Und was kommt nach dem Krieg? Bundesentwicklungsministerin Svenja Schulze (SPD) stellt am Morgen die Plattform Wiederaufbau Ukraine vor. Über sie unterstützen internationale Partner das zerstörte Land beim Wiederaufbau. Entwicklungs-Staatssekretär Jochen Flasbarth hat das im Gespräch mit dem "Tagesspiegel" vorab als "Aufgabe für Generationen" bezeichnet.

Ungarns Parlament ratifiziert am Abend das Nato-Beitrittsprotokoll für Finnland. Es ist neben der Türkei das letzte Land, das den Schritt geht. Ungarns Ministerpräsident Viktor Orbán nämlich stimmt sich in der Frage eng mit dem türkischen Präsidenten Recep Tayyip Erdoğan ab, der die Norderweiterung der Nato ausbremst. Schweden wartet noch immer auf eine Zusage aus beiden Ländern.

Wer Schottland künftig regieren wird, soll am Mittag in Edinburgh bekannt gegeben werden. Nicola Sturgeon hatte Mitte Februar überraschend ihren Rückzug als Regierungschefin erklärt.

Wie steht es um die Menschenrechte weltweit? Amnesty International veröffentlicht am Mittag seinen Report zur Lage in 156 Ländern für die Jahre 2022/23.


Was lesen?

Frankfurt hat nach den Skandalen um Peter Feldmann einen neuen Oberbürgermeister.
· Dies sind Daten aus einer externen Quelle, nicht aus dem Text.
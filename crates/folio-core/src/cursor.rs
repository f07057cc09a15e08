#![forbid(unsafe_code)]

//! Custom cursor with an eased follower.
//!
//! Two elements track the pointer. The cursor dot jumps to the raw pointer
//! position on every move; the follower ring closes a fixed fraction of the
//! remaining distance on every animation frame, which gives an exponential
//! ease: after `n` frames the gap is `d * (1 - factor)^n`.

use crate::effect::{Effect, Effects, Target};
use crate::geometry::{Point, px};

/// Default fraction of the remaining distance covered per frame.
pub const DEFAULT_FOLLOW_FACTOR: f64 = 0.1;

const SCALE_HOVER: &str = "scale(1.5)";
const SCALE_REST: &str = "scale(1)";
const FOLLOWER_OPACITY_HOVER: &str = "0.8";
const FOLLOWER_OPACITY_REST: &str = "0.5";

/// Pointer and follower positions plus hover state.
#[derive(Debug, Clone)]
pub struct CursorTracker {
    pointer: Point,
    follower: Point,
    factor: f64,
    hovering: bool,
}

impl Default for CursorTracker {
    fn default() -> Self {
        Self::new(DEFAULT_FOLLOW_FACTOR)
    }
}

impl CursorTracker {
    /// Both points start at the viewport origin.
    #[must_use]
    pub fn new(factor: f64) -> Self {
        Self {
            pointer: Point::ORIGIN,
            follower: Point::ORIGIN,
            factor: factor.clamp(0.0, 1.0),
            hovering: false,
        }
    }

    #[must_use]
    pub const fn pointer(&self) -> Point {
        self.pointer
    }

    #[must_use]
    pub const fn follower(&self) -> Point {
        self.follower
    }

    #[must_use]
    pub const fn is_hovering(&self) -> bool {
        self.hovering
    }

    /// Remaining distance between follower and pointer.
    #[must_use]
    pub fn gap(&self) -> f64 {
        self.follower.distance_to(self.pointer)
    }

    /// Record a pointer move and place the cursor dot on it.
    pub fn pointer_moved(&mut self, at: Point) -> Effects {
        self.pointer = at;
        vec![
            Effect::set_style(Target::Cursor, "left", px(at.x)),
            Effect::set_style(Target::Cursor, "top", px(at.y)),
        ]
    }

    /// Advance the follower by one frame.
    pub fn frame(&mut self) -> Effects {
        self.follower = self.follower.lerp_toward(self.pointer, self.factor);
        vec![
            Effect::set_style(Target::Follower, "left", px(self.follower.x)),
            Effect::set_style(Target::Follower, "top", px(self.follower.y)),
        ]
    }

    /// Pointer entered (`true`) or left (`false`) an interactive element.
    pub fn set_hover(&mut self, hovering: bool) -> Effects {
        self.hovering = hovering;
        let (scale, opacity) = if hovering {
            (SCALE_HOVER, FOLLOWER_OPACITY_HOVER)
        } else {
            (SCALE_REST, FOLLOWER_OPACITY_REST)
        };
        vec![
            Effect::set_style(Target::Cursor, "transform", scale),
            Effect::set_style(Target::Follower, "transform", scale),
            Effect::set_style(Target::Follower, "opacity", opacity),
        ]
    }
}

#[cfg(test)]
mod tests {
    use super::*;

    #[test]
    fn pointer_move_positions_cursor_immediately() {
        let mut cursor = CursorTracker::default();
        let effects = cursor.pointer_moved(Point::new(120.0, 48.5));
        assert_eq!(
            effects,
            vec![
                Effect::set_style(Target::Cursor, "left", "120px"),
                Effect::set_style(Target::Cursor, "top", "48.5px"),
            ]
        );
        assert_eq!(cursor.follower(), Point::ORIGIN);
    }

    #[test]
    fn follower_covers_a_tenth_per_frame() {
        let mut cursor = CursorTracker::default();
        cursor.pointer_moved(Point::new(200.0, 0.0));
        cursor.frame();
        assert!((cursor.follower().x - 20.0).abs() < 1e-9);
        cursor.frame();
        assert!((cursor.follower().x - 38.0).abs() < 1e-9);
    }

    #[test]
    fn follower_never_overshoots() {
        let mut cursor = CursorTracker::default();
        cursor.pointer_moved(Point::new(-300.0, 150.0));
        let mut last_gap = cursor.gap();
        for _ in 0..200 {
            cursor.frame();
            assert!(cursor.follower().x >= -300.0);
            assert!(cursor.follower().y <= 150.0);
            assert!(cursor.gap() <= last_gap);
            last_gap = cursor.gap();
        }
        assert!(last_gap < 1e-6);
    }

    #[test]
    fn hover_scales_both_elements() {
        let mut cursor = CursorTracker::default();
        let enter = cursor.set_hover(true);
        assert!(cursor.is_hovering());
        assert!(enter.contains(&Effect::set_style(Target::Cursor, "transform", "scale(1.5)")));
        assert!(enter.contains(&Effect::set_style(Target::Follower, "transform", "scale(1.5)")));
        assert!(enter.contains(&Effect::set_style(Target::Follower, "opacity", "0.8")));

        let leave = cursor.set_hover(false);
        assert!(!cursor.is_hovering());
        assert!(leave.contains(&Effect::set_style(Target::Cursor, "transform", "scale(1)")));
        assert!(leave.contains(&Effect::set_style(Target::Follower, "opacity", "0.5")));
    }

    #[test]
    fn factor_is_clamped() {
        let mut cursor = CursorTracker::new(3.0);
        cursor.pointer_moved(Point::new(10.0, 10.0));
        cursor.frame();
        assert_eq!(cursor.follower(), Point::new(10.0, 10.0));
    }
}
#![forbid(unsafe_code)]

//! Browser shell for the Folio page controller.
//!
//! [`folio_core::PageController`] decides; this crate finds the page
//! elements, wires DOM listeners, intersection observers and the frame loop
//! to it, and applies the effects it returns.
//!
//! The selector contract and options parsing are plain Rust and compile on
//! every target.

pub mod options;
pub mod selectors;

#[cfg(target_arch = "wasm32")]
mod console;
#[cfg(target_arch = "wasm32")]
mod dom;
#[cfg(target_arch = "wasm32")]
mod frame_loop;
#[cfg(target_arch = "wasm32")]
mod storage;
#[cfg(target_arch = "wasm32")]
mod wasm;

#[cfg(target_arch = "wasm32")]
pub use wasm::{FolioWeb, boot};

/// Native builds compile this crate as a stub so `cargo check --workspace` stays
/// green on non-wasm targets.
#[cfg(not(target_arch = "wasm32"))]
#[derive(Debug, Default)]
pub struct FolioWeb;

#[cfg(not(target_arch = "wasm32"))]
impl FolioWeb {
    #[allow(clippy::new_without_default)]
    pub fn new() -> Self {
        Self
    }
}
Das Rennen fiel knapp aus, mit 51,7 Prozent siegte am Ende der SPD-Politiker Mike Josef. Was der 40-Jährige ändern will und wie Kollegen reagieren, lesen Sie im Text von Stefan Simon und Sabine Schramek.

In Berlin ist ein Klima-Volksentscheid gescheitert. Die Ziele kritisierten Experten vorab als nicht realistisch. Interessant ist dennoch, welch klares Bild sich nach der Abstimmung mit Blick auf die Berlin-Karte ergibt, wie der RBB hier zeigt.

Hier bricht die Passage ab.